=== PROBLEM TO WORK ON ===
Look through the records below and copy each line that includes the word "failed".
________________________
//! Shared rebuild pipeline for the watch-driven commands.

use std::path::{Component, Path, PathBuf};

use serde_json::json;
use tracing::{error, info, warn};
use weft_build::{BuildOptions, build_apps, bundler_from_config};
use weft_core::manifest::{AppsManifest, ToolManifest};
use weft_core::{Config, Diagnostic};
use weft_extract::{ExtractOptions, extract_tools};
use weft_server::{ServerHandle, ServerOptions, create_server};

use crate::artifacts::{generate_handler_stubs, generate_server_artifacts};
use crate::browser::try_open_browser;
use crate::commands::GlobalArgs;
use crate::emit::{Emission, emit_diagnostics};

pub struct PipelineOutcome {
    pub tool_manifest: ToolManifest,
    pub apps_manifest: AppsManifest,
    pub diagnostics: Vec<Diagnostic>,
    pub success: bool,
}

/// Run extract then build, generating handler stubs on the way.
pub async fn run_pipeline(
    config: &Config,
    root: &Path,
    strict: bool,
) -> weft_core::Result<PipelineOutcome> {
    let extract = extract_tools(config, root, ExtractOptions { strict }).await?;
    let bundler = bundler_from_config(&config.bundler);
    let build = build_apps(config, root, bundler.as_ref(), BuildOptions { strict }).await?;
    generate_handler_stubs(root, &extract.manifest.tools).await?;

    let mut diagnostics = extract.diagnostics;
    diagnostics.extend(build.diagnostics);
    Ok(PipelineOutcome {
        tool_manifest: extract.manifest,
        apps_manifest: build.manifest,
        diagnostics,
        success: extract.success && build.success,
    })
}

/// Long-lived state for the watch loop: the running server and whether the
/// browser was already opened.
pub struct DevState {
    pub server: Option<ServerHandle>,
    pub browser_opened: bool,
}

impl DevState {
    pub fn new() -> Self {
        Self {
            server: None,
            browser_opened: false,
        }
    }
}

/// One rebuild cycle: pipeline, artifacts, server restart, browser.
pub async fn rebuild_and_serve(
    command: &str,
    config: &Config,
    root: &Path,
    globals: &GlobalArgs,
    state: &mut DevState,
) -> weft_core::Result<()> {
    let outcome = run_pipeline(config, root, globals.strict).await?;
    let out_dir = config.out_dir_in(root);
    let dist_dir = config.dist_dir_in(root);

    if globals.json || !outcome.diagnostics.is_empty() {
        emit_diagnostics(Emission {
            command,
            diagnostics: &outcome.diagnostics,
            success: outcome.success,
            json: globals.json,
            context: json!({
                "toolManifestPath": weft_core::manifest::tool_manifest_path(&out_dir),
                "appsManifestPath": weft_core::manifest::apps_manifest_path(&out_dir),
                "server": {"host": config.server.host, "port": config.server.port},
            }),
        });
    }

    if !outcome.success {
        error!("skipping server restart due to diagnostics");
        return Ok(());
    }

    if let Some(server) = state.server.take() {
        server.stop().await;
    }
    generate_server_artifacts(root, &dist_dir, &outcome.tool_manifest, &outcome.apps_manifest)
        .await?;

    let options = ServerOptions {
        out_dir,
        dist_dir,
        host: config.server.host.clone(),
        port: config.server.port,
    };
    let server = match create_server(options.clone()).await {
        Ok(server) => Some(server),
        Err(err) if port_access_error(&err) && config.server.port != 0 => {
            warn!(port = config.server.port, %err, "port unavailable; retrying on a random port");
            match create_server(ServerOptions { port: 0, ..options }).await {
                Ok(server) => Some(server),
                Err(retry_err) => {
                    error!(%retry_err, "dev server failed to start");
                    None
                }
            }
        }
        Err(err) => {
            error!(%err, "dev server failed to start");
            None
        }
    };

    let Some(server) = server else {
        return Ok(());
    };
    let addr = server.addr();
    info!(%addr, "dev server running");

    if config.server.open_browser && !state.browser_opened {
        let first_uri = config
            .app_resources
            .first()
            .and_then(|r| weft_core::ResourceUri::parse(&r.resource_uri));
        if let Some(uri) = first_uri {
            let url = format!("http://{}:{}{}", config.server.host, addr.port(), uri.route_prefix());
            try_open_browser(&url).await;
            state.browser_opened = true;
        }
    }
    state.server = Some(server);
    Ok(())
}

fn port_access_error(err: &std::io::Error) -> bool {
    matches!(
        err.kind(),
        std::io::ErrorKind::AddrInUse | std::io::ErrorKind::PermissionDenied
    )
}

/// Directory prefix of a glob pattern, for the file watcher.
pub fn glob_base(pattern: &str) -> PathBuf {
    let mut base = PathBuf::new();
    for component in Path::new(pattern).components() {
        let text = component.as_os_str().to_string_lossy();
        if text.contains(['*', '?', '[', '{']) {
            break;
        }
        if matches!(component, Component::Normal(_) | Component::RootDir | Component::CurDir) {
            base.push(component);
        }
    }
    if base.as_os_str().is_empty() {
        PathBuf::from(".")
    } else {
        base
    }
}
________________________
=== EXPECTED ANSWER ===
                    error!(%retry_err, "dev server failed to start");
            error!(%err, "dev server failed to start");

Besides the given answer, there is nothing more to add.